### The problem
Word for word, print all of the lines below.

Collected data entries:

::::::::

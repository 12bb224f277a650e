use colony_core::{Simulation, SimulationStats};
use serde::Serialize;
use tracing::info;

use crate::config::AppConfig;

/// Summary of a windowless run, printed as TOML.
#[derive(Debug, Clone, Serialize)]
pub struct HeadlessReport {
    pub ticks_run: u64,
    pub resets: u32,
    pub stats: SimulationStats,
}

/// Runs up to `ticks` ticks. Exhausted runs restart at once when `auto_reset`
/// is set, otherwise the run stops early.
pub fn run(config: &AppConfig, ticks: u64) -> HeadlessReport {
    let mut simulation = Simulation::new(config.simulation.clone());
    let mut ticks_run = 0;
    let mut resets = 0;

    while ticks_run < ticks {
        if simulation.is_awaiting_reset() {
            if !config.viewer.auto_reset {
                info!(ticks_run, "Simulation exhausted, stopping headless run");
                break;
            }
            simulation.reset();
            resets += 1;
        }
        simulation.tick();
        ticks_run += 1;
    }

    info!(ticks_run, resets, "Headless run finished");
    HeadlessReport {
        ticks_run,
        resets,
        stats: simulation.stats(),
    }
}
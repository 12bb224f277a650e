use colony_core::{
    Cell, FOOD_REQUIRED_PER_ANT_SPAWN, MAX_PHEROMONE_LEVEL, Simulation, SimulationSettings,
};

fn seeded(seed: u64, colony_count: usize) -> Simulation {
    Simulation::new(SimulationSettings {
        seed: Some(seed),
        colony_count,
        initial_ants_per_colony: 20,
    })
}

/// Staggers lifespans so deaths happen within a short run.
fn shorten_lifespans(sim: &mut Simulation) {
    for colony in &mut sim.colonies {
        for (i, ant) in colony.ants.iter_mut().enumerate() {
            ant.lifespan = 1 + (i as u32 * 37) % 200;
        }
    }
}

fn expected_deaths(sim: &Simulation) -> Vec<u32> {
    sim.colonies
        .iter()
        .map(|colony| {
            colony
                .ants
                .iter()
                .filter(|ant| ant.lifespan <= 1 && !(ant.has_food && ant.pos == ant.home))
                .count() as u32
        })
        .collect()
}

#[test]
fn test_invariants_hold_over_many_ticks() {
    for seed in [1, 7, 99] {
        let mut sim = seeded(seed, 3);
        shorten_lifespans(&mut sim);

        for _ in 0..400 {
            let peaks: Vec<usize> = sim.colonies.iter().map(|c| c.peak_population).collect();
            let deaths: Vec<u32> = sim.colonies.iter().map(|c| c.total_ants_died).collect();
            let dying = expected_deaths(&sim);

            let awaiting = sim.is_awaiting_reset();
            sim.tick();
            if awaiting {
                break;
            }

            for (i, colony) in sim.colonies.iter().enumerate() {
                assert!(colony.peak_population >= peaks[i]);
                assert!(colony.peak_population >= colony.live_count());
                assert_eq!(colony.total_ants_died, deaths[i] + dying[i], "seed {seed}");
                assert!(colony.food_stored < FOOD_REQUIRED_PER_ANT_SPAWN);

                for ant in &colony.ants {
                    assert!(ant.pos.in_bounds(), "ant left the grid at {:?}", ant.pos);
                    assert!(ant.lifespan > 0);
                }

                for field in [&colony.trails.to_food, &colony.trails.to_home] {
                    assert!(
                        field
                            .values()
                            .iter()
                            .all(|&v| (0.0..=MAX_PHEROMONE_LEVEL).contains(&v))
                    );
                }
            }

            let occupied = sim.grid.cells().iter().filter(|&&q| q > 0).count() as u32;
            assert_eq!(sim.grid.total_food_sources(), occupied);
        }
    }
}

#[test]
fn test_food_only_leaves_the_grid_through_ants() {
    let mut sim = seeded(11, 2);
    let initial: u64 = sim.grid.cells().iter().map(|&q| q as u64).sum();

    for _ in 0..300 {
        sim.tick();
    }

    let remaining: u64 = sim.grid.cells().iter().map(|&q| q as u64).sum();
    let carried = sim
        .colonies
        .iter()
        .flat_map(|c| c.ants.iter())
        .filter(|ant| ant.has_food)
        .count() as u64;
    let stored: u64 = sim.colonies.iter().map(|c| c.food_stored as u64).sum();
    let spawned: u64 = sim
        .colonies
        .iter()
        .map(|c| (c.live_count() as u64 + c.total_ants_died as u64).saturating_sub(20))
        .sum();

    // Every picked-up unit is either still carried, stored, or spent on a newborn.
    // Ants that die while carrying take their unit with them.
    let accounted = carried + stored + spawned * FOOD_REQUIRED_PER_ANT_SPAWN as u64;
    assert!(initial - remaining >= accounted);
    assert!(remaining <= initial);
}

#[test]
fn test_reset_is_reproducible_from_seed() {
    let mut a = seeded(5, 3);
    let mut b = seeded(5, 3);
    for _ in 0..100 {
        a.tick();
        b.tick();
    }
    a.reset();
    b.reset();

    let homes = |sim: &Simulation| sim.colonies.iter().map(|c| c.home).collect::<Vec<Cell>>();
    assert_eq!(homes(&a), homes(&b));
    assert_eq!(a.grid.cells(), b.grid.cells());
    assert_eq!(a.stats(), b.stats());
}
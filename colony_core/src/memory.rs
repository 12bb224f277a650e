use std::collections::VecDeque;

use super::MEMORY_LENGTH;
use super::geometry::Cell;

/// Bounded FIFO of recently visited cells, used to keep ants from looping.
#[derive(Debug, Clone)]
pub struct ShortTermMemory {
    cells: VecDeque<Cell>,
    capacity: usize,
}

impl ShortTermMemory {
    /// Memory seeded with the cell the ant starts on.
    pub fn starting_at(cell: Cell) -> Self {
        let mut cells = VecDeque::with_capacity(MEMORY_LENGTH);
        cells.push_back(cell);
        Self {
            cells,
            capacity: MEMORY_LENGTH,
        }
    }

    /// Records a visit, evicting the oldest entry once full.
    pub fn push(&mut self, cell: Cell) {
        if self.cells.len() == self.capacity {
            self.cells.pop_front();
        }
        self.cells.push_back(cell);
    }

    pub fn contains(&self, cell: Cell) -> bool {
        self.cells.contains(&cell)
    }

    pub fn len(&self) -> usize {
        self.cells.len()
    }

    pub fn is_empty(&self) -> bool {
        self.cells.is_empty()
    }
}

::::::::

### Solution for this problem
repository 12bb224f277a650e
use colony_core::{Simulation, SimulationStats};
use serde::Serialize;
use tracing::info;

use crate::config::AppConfig;

/// Summary of a windowless run, printed as TOML.
#[derive(Debug, Clone, Serialize)]
pub struct HeadlessReport {
    pub ticks_run: u64,
    pub resets: u32,
    pub stats: SimulationStats,
}

/// Runs up to `ticks` ticks. Exhausted runs restart at once when `auto_reset`
/// is set, otherwise the run stops early.
pub fn run(config: &AppConfig, ticks: u64) -> HeadlessReport {
    let mut simulation = Simulation::new(config.simulation.clone());
    let mut ticks_run = 0;
    let mut resets = 0;

    while ticks_run < ticks {
        if simulation.is_awaiting_reset() {
            if !config.viewer.auto_reset {
                info!(ticks_run, "Simulation exhausted, stopping headless run");
                break;
            }
            simulation.reset();
            resets += 1;
        }
        simulation.tick();
        ticks_run += 1;
    }

    info!(ticks_run, resets, "Headless run finished");
    HeadlessReport {
        ticks_run,
        resets,
        stats: simulation.stats(),
    }
}
repository 12bb224f277a650e
use colony_core::{
    Cell, FOOD_REQUIRED_PER_ANT_SPAWN, MAX_PHEROMONE_LEVEL, Simulation, SimulationSettings,
};

fn seeded(seed: u64, colony_count: usize) -> Simulation {
    Simulation::new(SimulationSettings {
        seed: Some(seed),
        colony_count,
        initial_ants_per_colony: 20,
    })
}

/// Staggers lifespans so deaths happen within a short run.
fn shorten_lifespans(sim: &mut Simulation) {
    for colony in &mut sim.colonies {
        for (i, ant) in colony.ants.iter_mut().enumerate() {
            ant.lifespan = 1 + (i as u32 * 37) % 200;
        }
    }
}

fn expected_deaths(sim: &Simulation) -> Vec<u32> {
    sim.colonies
        .iter()
        .map(|colony| {
            colony
                .ants
                .iter()
                .filter(|ant| ant.lifespan <= 1 && !(ant.has_food && ant.pos == ant.home))
                .count() as u32
        })
        .collect()
}

#[test]
fn test_invariants_hold_over_many_ticks() {
    for seed in [1, 7, 99] {
        let mut sim = seeded(seed, 3);
        shorten_lifespans(&mut sim);

        for _ in 0..400 {
            let peaks: Vec<usize> = sim.colonies.iter().map(|c| c.peak_population).collect();
            let deaths: Vec<u32> = sim.colonies.iter().map(|c| c.total_ants_died).collect();
            let dying = expected_deaths(&sim);

            let awaiting = sim.is_awaiting_reset();
            sim.tick();
            if awaiting {
                break;
            }

            for (i, colony) in sim.colonies.iter().enumerate() {
                assert!(colony.peak_population >= peaks[i]);
                assert!(colony.peak_population >= colony.live_count());
                assert_eq!(colony.total_ants_died, deaths[i] + dying[i], "seed {seed}");
                assert!(colony.food_stored < FOOD_REQUIRED_PER_ANT_SPAWN);

                for ant in &colony.ants {
                    assert!(ant.pos.in_bounds(), "ant left the grid at {:?}", ant.pos);
                    assert!(ant.lifespan > 0);
                }

                for field in [&colony.trails.to_food, &colony.trails.to_home] {
                    assert!(
                        field
                            .values()
                            .iter()
                            .all(|&v| (0.0..=MAX_PHEROMONE_LEVEL).contains(&v))
                    );
                }
            }

            let occupied = sim.grid.cells().iter().filter(|&&q| q > 0).count() as u32;
            assert_eq!(sim.grid.total_food_sources(), occupied);
        }
    }
}

#[test]
fn test_food_only_leaves_the_grid_through_ants() {
    let mut sim = seeded(11, 2);
    let initial: u64 = sim.grid.cells().iter().map(|&q| q as u64).sum();

    for _ in 0..300 {
        sim.tick();
    }

    let remaining: u64 = sim.grid.cells().iter().map(|&q| q as u64).sum();
    let carried = sim
        .colonies
        .iter()
        .flat_map(|c| c.ants.iter())
        .filter(|ant| ant.has_food)
        .count() as u64;
    let stored: u64 = sim.colonies.iter().map(|c| c.food_stored as u64).sum();
    let spawned: u64 = sim
        .colonies
        .iter()
        .map(|c| (c.live_count() as u64 + c.total_ants_died as u64).saturating_sub(20))
        .sum();

    // Every picked-up unit is either still carried, stored, or spent on a newborn.
    // Ants that die while carrying take their unit with them.
    let accounted = carried + stored + spawned * FOOD_REQUIRED_PER_ANT_SPAWN as u64;
    assert!(initial - remaining >= accounted);
    assert!(remaining <= initial);
}

#[test]
fn test_reset_is_reproducible_from_seed() {
    let mut a = seeded(5, 3);
    let mut b = seeded(5, 3);
    for _ in 0..100 {
        a.tick();
        b.tick();
    }
    a.reset();
    b.reset();

    let homes = |sim: &Simulation| sim.colonies.iter().map(|c| c.home).collect::<Vec<Cell>>();
    assert_eq!(homes(&a), homes(&b));
    assert_eq!(a.grid.cells(), b.grid.cells());
    assert_eq!(a.stats(), b.stats());
}
filename colony_core/src/memory.rs
repository 12bb224f277a650e
use std::collections::VecDeque;

use super::MEMORY_LENGTH;
use super::geometry::Cell;

/// Bounded FIFO of recently visited cells, used to keep ants from looping.
#[derive(Debug, Clone)]
pub struct ShortTermMemory {
    cells: VecDeque<Cell>,
    capacity: usize,
}

impl ShortTermMemory {
    /// Memory seeded with the cell the ant starts on.
    pub fn starting_at(cell: Cell) -> Self {
        let mut cells = VecDeque::with_capacity(MEMORY_LENGTH);
        cells.push_back(cell);
        Self {
            cells,
            capacity: MEMORY_LENGTH,
        }
    }

    /// Records a visit, evicting the oldest entry once full.
    pub fn push(&mut self, cell: Cell) {
        if self.cells.len() == self.capacity {
            self.cells.pop_front();
        }
        self.cells.push_back(cell);
    }

    pub fn contains(&self, cell: Cell) -> bool {
        self.cells.contains(&cell)
    }

    pub fn len(&self) -> usize {
        self.cells.len()
    }

    pub fn is_empty(&self) -> bool {
        self.cells.is_empty()
    }
}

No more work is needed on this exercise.